(GIVEN INFORMATION begins)

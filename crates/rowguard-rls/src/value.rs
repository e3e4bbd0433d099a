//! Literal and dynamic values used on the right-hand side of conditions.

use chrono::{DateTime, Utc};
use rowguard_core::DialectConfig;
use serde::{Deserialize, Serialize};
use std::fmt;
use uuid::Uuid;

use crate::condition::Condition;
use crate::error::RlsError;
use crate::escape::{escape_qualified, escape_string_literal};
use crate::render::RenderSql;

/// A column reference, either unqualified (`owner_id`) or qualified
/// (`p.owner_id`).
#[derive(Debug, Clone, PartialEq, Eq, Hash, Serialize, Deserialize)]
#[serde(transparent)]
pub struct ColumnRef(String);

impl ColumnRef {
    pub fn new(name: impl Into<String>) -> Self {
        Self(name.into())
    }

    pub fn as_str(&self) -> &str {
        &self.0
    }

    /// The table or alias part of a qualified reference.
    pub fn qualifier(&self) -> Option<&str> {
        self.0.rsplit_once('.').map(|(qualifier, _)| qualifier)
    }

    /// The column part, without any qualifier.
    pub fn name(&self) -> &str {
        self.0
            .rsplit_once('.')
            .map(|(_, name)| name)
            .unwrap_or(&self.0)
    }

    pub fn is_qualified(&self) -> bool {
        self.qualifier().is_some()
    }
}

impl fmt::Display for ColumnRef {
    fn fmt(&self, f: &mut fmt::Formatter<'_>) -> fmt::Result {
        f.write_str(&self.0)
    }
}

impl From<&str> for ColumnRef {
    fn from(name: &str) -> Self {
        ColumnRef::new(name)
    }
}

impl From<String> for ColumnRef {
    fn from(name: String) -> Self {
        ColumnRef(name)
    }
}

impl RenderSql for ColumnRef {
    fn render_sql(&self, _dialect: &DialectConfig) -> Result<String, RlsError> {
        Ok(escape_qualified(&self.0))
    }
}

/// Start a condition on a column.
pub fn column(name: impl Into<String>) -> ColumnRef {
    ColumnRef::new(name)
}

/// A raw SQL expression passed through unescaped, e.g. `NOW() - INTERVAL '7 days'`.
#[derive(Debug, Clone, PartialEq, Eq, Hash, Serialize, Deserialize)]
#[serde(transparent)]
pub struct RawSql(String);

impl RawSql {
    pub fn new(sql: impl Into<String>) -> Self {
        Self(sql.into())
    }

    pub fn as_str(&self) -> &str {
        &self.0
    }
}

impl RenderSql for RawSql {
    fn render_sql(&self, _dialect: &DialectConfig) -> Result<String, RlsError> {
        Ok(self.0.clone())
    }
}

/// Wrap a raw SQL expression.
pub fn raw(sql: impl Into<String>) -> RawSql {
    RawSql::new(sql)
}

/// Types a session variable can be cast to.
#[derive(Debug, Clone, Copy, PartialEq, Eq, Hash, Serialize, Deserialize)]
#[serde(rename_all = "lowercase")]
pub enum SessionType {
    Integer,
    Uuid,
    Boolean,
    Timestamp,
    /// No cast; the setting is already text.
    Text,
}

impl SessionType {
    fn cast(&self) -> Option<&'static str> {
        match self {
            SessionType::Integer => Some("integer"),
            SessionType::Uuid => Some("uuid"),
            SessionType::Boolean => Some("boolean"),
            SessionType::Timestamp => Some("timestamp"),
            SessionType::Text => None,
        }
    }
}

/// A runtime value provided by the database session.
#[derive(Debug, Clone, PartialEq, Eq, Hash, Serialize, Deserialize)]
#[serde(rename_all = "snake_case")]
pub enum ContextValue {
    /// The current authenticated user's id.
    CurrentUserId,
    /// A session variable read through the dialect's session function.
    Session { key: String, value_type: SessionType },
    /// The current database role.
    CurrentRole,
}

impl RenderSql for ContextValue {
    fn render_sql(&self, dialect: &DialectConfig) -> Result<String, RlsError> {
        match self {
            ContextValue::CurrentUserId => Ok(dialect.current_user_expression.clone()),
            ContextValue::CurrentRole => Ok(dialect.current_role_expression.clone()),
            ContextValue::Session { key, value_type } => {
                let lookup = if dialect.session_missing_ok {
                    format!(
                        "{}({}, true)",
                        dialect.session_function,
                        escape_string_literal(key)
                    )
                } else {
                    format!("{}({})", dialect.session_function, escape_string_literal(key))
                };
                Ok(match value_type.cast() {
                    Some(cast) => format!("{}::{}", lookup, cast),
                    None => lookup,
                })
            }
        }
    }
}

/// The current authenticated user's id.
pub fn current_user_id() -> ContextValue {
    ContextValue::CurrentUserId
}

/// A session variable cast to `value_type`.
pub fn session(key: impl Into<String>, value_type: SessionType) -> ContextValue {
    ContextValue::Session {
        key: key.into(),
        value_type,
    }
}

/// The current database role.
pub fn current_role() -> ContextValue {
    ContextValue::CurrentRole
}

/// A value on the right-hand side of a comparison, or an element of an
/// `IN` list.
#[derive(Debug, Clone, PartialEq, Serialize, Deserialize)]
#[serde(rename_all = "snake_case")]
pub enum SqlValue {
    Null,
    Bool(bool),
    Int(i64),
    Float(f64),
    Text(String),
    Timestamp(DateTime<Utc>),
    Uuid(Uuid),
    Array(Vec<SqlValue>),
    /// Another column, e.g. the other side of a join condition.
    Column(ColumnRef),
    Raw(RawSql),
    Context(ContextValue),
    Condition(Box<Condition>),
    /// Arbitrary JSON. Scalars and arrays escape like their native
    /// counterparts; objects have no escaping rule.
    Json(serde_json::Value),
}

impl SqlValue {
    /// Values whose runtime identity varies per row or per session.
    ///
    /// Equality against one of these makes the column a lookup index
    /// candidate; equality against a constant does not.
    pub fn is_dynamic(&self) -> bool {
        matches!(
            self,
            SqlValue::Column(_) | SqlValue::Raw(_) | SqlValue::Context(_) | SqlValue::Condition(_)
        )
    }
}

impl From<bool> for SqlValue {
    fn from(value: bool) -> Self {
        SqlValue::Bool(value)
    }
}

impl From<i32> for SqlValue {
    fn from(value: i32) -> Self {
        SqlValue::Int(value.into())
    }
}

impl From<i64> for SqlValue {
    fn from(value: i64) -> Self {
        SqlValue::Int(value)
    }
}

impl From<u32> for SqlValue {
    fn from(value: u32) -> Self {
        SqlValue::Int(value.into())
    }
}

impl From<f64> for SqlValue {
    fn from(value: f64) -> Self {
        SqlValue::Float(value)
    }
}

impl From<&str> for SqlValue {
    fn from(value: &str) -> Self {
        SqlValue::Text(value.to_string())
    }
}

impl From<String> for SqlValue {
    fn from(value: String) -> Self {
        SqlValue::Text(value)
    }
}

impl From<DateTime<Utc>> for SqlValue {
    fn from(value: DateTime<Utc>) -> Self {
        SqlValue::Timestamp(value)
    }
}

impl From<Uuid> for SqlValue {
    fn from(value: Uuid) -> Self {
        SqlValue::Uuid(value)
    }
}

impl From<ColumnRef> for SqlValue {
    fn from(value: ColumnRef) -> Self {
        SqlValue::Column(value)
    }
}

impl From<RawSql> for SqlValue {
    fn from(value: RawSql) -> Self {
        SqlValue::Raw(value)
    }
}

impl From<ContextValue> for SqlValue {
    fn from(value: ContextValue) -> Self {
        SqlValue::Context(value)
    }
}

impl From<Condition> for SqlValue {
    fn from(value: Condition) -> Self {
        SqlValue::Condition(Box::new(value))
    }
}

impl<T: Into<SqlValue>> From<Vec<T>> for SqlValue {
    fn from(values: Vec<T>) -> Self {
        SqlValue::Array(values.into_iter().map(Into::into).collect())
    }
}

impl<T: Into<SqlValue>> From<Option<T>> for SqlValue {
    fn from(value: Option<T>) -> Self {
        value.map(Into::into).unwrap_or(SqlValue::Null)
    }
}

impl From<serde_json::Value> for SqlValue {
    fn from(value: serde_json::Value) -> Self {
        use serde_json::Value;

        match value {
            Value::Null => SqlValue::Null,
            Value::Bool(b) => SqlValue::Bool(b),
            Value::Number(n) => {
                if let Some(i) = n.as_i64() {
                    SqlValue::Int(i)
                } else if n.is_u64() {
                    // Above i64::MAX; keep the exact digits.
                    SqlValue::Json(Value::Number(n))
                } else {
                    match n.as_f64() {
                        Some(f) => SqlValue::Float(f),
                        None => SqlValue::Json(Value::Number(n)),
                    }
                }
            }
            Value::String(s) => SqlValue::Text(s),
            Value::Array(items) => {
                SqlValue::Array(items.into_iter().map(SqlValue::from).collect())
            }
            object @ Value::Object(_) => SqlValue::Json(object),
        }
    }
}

(GIVEN INFORMATION ends)

> [WHAT THE EXERCISE ASKS]: Exactly as written, please reproduce the lines from the first line of the data to the line containing "use uuid::Uuid;", inclusive, and nothing else.

> [EXPECTED OUTPUT]:
filename crates/rowguard-rls/src/value.rs
repository e3e4bbd0433d099a
//! Literal and dynamic values used on the right-hand side of conditions.

use chrono::{DateTime, Utc};
use rowguard_core::DialectConfig;
use serde::{Deserialize, Serialize};
use std::fmt;
use uuid::Uuid;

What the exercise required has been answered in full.